[Entries taken from a collection]
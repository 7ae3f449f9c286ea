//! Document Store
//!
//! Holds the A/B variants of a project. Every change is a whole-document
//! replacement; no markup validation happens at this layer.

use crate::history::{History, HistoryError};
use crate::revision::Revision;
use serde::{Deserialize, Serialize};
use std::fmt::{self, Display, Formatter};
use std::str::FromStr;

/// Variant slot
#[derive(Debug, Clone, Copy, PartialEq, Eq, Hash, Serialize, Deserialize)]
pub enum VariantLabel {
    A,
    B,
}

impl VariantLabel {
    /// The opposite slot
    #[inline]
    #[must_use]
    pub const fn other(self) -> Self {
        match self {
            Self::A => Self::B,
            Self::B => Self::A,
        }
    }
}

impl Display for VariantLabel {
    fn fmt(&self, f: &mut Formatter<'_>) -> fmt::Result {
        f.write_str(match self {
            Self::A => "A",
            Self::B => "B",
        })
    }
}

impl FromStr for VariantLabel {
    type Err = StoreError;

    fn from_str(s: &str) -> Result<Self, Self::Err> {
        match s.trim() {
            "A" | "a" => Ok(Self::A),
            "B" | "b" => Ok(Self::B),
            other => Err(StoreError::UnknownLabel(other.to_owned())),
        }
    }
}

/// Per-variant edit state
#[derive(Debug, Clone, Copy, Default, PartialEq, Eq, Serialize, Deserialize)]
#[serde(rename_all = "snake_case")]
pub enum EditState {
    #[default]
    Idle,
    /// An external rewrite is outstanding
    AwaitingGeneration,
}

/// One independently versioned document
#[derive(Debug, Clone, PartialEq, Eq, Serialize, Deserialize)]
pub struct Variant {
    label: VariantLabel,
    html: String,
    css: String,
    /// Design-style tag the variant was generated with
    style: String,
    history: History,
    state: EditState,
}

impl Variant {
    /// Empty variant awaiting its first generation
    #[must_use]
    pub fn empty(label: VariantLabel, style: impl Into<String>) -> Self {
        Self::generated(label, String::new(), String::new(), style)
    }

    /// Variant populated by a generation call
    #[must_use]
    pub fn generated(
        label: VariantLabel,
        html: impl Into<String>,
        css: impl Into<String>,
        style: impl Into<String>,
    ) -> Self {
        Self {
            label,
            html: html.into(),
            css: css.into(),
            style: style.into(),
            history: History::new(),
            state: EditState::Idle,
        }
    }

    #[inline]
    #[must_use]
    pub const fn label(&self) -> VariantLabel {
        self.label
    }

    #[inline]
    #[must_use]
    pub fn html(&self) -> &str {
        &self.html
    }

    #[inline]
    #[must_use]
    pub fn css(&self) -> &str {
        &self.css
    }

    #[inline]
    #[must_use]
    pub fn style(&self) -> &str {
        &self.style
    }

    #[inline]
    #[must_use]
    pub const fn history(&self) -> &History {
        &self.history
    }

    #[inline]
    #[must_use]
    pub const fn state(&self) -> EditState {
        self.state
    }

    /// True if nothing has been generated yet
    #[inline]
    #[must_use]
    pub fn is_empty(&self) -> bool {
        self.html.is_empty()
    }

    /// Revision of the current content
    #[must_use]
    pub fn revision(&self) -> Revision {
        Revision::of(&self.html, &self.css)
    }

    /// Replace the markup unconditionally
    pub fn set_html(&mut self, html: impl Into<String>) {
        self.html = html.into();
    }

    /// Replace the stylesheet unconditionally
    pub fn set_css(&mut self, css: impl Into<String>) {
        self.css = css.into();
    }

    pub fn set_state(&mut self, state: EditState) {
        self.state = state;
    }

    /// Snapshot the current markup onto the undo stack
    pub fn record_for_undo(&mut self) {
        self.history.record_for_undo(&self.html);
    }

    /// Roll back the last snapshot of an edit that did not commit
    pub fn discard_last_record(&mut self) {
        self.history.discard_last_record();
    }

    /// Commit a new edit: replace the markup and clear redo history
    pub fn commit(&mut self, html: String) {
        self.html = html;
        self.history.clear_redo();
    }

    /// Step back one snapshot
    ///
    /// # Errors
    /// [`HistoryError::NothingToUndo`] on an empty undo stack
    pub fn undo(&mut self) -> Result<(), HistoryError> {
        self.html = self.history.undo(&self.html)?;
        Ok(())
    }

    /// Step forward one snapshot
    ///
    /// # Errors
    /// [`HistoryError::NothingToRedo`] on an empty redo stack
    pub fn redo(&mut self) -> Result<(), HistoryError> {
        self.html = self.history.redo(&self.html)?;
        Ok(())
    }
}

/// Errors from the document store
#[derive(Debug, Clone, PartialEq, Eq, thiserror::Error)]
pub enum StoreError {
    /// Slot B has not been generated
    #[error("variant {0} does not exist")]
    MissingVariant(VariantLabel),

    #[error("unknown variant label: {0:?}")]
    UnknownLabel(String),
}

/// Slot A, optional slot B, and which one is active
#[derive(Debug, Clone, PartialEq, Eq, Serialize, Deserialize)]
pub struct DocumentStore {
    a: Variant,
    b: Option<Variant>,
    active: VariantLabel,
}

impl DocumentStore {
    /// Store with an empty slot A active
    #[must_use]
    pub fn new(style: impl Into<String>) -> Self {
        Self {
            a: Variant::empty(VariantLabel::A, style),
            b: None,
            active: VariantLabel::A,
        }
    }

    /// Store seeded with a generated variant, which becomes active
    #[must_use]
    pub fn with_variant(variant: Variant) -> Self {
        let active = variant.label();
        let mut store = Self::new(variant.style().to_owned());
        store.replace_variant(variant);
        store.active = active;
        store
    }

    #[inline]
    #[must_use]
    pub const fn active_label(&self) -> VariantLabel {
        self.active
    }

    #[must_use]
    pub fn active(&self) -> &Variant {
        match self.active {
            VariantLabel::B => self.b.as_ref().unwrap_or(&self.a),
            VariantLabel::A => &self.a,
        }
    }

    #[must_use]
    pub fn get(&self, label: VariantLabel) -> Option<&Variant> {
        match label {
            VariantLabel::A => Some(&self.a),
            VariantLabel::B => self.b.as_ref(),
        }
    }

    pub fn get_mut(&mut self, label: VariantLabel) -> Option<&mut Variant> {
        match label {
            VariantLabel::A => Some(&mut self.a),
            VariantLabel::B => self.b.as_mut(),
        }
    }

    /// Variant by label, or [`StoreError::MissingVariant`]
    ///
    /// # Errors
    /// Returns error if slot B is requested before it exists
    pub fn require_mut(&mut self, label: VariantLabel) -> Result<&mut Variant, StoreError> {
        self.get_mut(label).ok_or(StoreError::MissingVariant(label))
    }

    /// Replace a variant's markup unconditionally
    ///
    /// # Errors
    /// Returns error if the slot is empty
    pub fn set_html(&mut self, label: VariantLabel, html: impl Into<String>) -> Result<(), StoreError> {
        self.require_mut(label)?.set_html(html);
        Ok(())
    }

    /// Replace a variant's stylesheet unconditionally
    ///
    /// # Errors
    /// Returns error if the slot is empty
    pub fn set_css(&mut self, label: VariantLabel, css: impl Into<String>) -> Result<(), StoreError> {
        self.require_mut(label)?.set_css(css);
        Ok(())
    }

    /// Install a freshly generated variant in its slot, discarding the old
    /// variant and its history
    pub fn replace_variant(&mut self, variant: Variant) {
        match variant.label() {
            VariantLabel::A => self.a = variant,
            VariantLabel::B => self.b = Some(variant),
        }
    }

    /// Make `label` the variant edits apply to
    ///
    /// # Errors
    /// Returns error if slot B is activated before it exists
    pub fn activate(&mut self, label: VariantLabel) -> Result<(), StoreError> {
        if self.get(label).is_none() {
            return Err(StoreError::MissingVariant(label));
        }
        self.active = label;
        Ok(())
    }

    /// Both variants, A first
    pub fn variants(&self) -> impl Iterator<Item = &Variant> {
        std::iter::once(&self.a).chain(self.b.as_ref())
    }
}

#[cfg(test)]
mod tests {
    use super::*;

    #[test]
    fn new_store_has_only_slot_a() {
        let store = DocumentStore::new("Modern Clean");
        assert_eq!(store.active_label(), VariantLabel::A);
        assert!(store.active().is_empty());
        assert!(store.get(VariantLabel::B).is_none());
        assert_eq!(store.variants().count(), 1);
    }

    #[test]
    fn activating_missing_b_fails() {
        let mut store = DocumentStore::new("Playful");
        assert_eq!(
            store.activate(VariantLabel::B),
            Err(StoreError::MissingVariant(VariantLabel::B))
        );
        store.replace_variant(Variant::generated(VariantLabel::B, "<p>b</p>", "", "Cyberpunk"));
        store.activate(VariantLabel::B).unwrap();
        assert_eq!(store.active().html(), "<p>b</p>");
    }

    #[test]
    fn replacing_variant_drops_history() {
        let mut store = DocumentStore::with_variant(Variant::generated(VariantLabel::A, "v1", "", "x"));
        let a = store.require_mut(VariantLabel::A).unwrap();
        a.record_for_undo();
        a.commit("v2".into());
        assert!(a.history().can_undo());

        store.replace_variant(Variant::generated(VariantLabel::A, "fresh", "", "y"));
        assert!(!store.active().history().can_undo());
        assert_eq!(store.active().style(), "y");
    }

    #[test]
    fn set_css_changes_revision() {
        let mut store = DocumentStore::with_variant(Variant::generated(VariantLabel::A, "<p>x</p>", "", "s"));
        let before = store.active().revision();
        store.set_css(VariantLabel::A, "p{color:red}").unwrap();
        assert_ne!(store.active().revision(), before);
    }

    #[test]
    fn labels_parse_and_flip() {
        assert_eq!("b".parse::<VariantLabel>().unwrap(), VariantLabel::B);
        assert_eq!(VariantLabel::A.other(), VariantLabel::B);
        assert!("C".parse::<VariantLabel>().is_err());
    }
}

* * *

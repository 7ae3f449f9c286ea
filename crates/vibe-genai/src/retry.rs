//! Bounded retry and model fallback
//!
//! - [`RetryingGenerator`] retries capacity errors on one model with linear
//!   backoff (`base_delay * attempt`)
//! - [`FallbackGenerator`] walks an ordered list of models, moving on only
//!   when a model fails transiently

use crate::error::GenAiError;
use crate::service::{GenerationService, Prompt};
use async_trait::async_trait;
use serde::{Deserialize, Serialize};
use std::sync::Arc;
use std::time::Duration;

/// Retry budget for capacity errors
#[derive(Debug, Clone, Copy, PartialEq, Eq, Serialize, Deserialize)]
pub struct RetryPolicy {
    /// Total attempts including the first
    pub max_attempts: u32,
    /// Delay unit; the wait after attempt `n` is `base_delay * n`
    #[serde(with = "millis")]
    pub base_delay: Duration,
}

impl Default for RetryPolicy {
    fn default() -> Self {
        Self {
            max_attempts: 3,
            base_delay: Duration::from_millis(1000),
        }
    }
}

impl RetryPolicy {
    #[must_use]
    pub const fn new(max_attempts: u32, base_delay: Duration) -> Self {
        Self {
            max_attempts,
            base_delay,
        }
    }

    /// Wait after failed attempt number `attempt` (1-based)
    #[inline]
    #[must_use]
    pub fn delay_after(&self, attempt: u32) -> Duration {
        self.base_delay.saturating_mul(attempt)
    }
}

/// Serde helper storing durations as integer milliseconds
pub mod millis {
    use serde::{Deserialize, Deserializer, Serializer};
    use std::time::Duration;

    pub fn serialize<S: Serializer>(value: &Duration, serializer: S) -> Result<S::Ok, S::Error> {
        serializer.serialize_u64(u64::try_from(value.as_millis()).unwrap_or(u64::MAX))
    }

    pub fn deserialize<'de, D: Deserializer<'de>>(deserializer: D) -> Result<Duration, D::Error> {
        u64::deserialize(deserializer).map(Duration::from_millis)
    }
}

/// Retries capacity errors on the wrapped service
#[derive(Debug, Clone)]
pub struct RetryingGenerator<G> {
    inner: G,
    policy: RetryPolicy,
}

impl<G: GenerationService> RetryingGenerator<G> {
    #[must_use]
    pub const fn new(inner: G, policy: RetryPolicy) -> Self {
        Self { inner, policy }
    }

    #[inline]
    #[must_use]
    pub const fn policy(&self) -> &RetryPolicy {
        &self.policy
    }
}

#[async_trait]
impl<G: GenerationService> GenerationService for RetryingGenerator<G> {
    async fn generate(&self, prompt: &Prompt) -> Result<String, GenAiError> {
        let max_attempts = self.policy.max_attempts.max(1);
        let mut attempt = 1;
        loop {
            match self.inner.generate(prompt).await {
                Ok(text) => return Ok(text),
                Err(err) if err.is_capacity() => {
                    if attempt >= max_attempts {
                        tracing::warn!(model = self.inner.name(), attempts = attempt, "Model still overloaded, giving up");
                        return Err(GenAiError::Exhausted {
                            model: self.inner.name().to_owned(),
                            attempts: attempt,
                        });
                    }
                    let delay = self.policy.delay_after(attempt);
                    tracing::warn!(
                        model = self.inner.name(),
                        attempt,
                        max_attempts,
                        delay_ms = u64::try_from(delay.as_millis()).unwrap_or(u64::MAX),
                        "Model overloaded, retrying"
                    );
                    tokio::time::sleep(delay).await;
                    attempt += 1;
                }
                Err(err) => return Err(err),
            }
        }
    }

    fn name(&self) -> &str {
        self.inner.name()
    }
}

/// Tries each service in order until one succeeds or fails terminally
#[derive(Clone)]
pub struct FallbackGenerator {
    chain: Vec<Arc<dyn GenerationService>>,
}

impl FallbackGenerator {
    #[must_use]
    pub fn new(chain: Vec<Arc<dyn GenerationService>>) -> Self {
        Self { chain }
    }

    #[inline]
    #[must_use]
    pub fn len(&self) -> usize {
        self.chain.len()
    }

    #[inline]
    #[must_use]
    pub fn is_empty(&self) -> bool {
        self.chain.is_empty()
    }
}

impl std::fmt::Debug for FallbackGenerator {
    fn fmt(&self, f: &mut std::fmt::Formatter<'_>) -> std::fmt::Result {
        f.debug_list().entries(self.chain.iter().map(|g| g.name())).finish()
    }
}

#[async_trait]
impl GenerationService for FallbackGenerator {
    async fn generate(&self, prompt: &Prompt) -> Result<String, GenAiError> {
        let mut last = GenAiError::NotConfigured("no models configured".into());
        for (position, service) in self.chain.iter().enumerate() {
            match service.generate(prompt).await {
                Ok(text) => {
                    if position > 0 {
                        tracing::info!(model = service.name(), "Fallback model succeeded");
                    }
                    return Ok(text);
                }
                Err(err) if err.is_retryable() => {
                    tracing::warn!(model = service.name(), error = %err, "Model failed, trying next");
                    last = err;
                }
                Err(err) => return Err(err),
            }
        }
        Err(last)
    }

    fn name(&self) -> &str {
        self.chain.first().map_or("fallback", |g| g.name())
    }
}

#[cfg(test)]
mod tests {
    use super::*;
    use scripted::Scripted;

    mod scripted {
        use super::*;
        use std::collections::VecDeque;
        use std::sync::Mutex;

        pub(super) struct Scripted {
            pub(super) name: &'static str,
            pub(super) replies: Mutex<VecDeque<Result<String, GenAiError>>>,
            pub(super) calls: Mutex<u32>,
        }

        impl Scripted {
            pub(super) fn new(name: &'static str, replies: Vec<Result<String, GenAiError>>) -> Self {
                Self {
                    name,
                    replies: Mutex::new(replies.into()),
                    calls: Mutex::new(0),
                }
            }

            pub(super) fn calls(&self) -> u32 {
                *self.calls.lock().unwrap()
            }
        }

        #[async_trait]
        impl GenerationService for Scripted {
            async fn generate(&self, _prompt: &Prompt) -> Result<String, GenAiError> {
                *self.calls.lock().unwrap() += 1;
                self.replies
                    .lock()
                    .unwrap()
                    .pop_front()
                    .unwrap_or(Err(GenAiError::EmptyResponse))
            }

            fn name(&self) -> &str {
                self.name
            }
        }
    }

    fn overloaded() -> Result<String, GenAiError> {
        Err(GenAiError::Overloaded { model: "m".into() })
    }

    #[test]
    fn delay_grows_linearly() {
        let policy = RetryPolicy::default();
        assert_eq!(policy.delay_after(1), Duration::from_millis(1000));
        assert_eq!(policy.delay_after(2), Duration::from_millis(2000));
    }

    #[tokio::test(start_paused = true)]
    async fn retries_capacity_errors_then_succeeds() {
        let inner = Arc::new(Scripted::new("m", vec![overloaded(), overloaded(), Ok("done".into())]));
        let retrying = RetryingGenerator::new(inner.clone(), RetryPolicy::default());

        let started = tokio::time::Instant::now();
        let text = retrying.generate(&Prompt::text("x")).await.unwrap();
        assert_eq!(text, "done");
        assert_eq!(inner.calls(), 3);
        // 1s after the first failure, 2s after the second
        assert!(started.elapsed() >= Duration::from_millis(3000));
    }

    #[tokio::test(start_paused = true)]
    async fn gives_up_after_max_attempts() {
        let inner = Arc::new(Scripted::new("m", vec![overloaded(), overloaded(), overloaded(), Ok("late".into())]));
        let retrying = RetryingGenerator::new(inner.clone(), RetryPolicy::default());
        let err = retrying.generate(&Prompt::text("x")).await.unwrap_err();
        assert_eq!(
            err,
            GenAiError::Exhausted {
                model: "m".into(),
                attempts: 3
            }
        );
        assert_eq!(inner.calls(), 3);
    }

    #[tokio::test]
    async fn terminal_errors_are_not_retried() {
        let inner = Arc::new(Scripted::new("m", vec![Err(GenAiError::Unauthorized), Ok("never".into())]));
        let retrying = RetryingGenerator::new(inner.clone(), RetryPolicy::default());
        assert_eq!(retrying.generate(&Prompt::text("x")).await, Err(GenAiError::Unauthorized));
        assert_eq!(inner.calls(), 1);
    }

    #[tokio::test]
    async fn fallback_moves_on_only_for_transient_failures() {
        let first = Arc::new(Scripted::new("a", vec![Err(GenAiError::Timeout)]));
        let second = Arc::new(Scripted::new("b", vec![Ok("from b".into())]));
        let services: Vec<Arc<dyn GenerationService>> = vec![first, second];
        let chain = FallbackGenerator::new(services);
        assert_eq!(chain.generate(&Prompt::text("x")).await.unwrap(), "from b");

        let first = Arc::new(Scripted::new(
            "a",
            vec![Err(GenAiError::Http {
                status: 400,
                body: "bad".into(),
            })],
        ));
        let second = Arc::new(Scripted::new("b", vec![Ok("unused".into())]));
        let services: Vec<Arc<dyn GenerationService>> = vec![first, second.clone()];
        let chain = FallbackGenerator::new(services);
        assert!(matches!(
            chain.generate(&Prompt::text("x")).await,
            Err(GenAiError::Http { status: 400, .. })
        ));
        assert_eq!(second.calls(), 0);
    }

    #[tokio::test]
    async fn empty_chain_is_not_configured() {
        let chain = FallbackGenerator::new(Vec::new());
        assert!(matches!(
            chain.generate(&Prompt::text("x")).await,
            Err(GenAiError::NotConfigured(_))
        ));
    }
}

HOW TO COMPLETE THIS TASK> When a line of the entries contains the word "RetryingGenerator", it counts toward the total; reply with that total alone.

RESPONSE> 7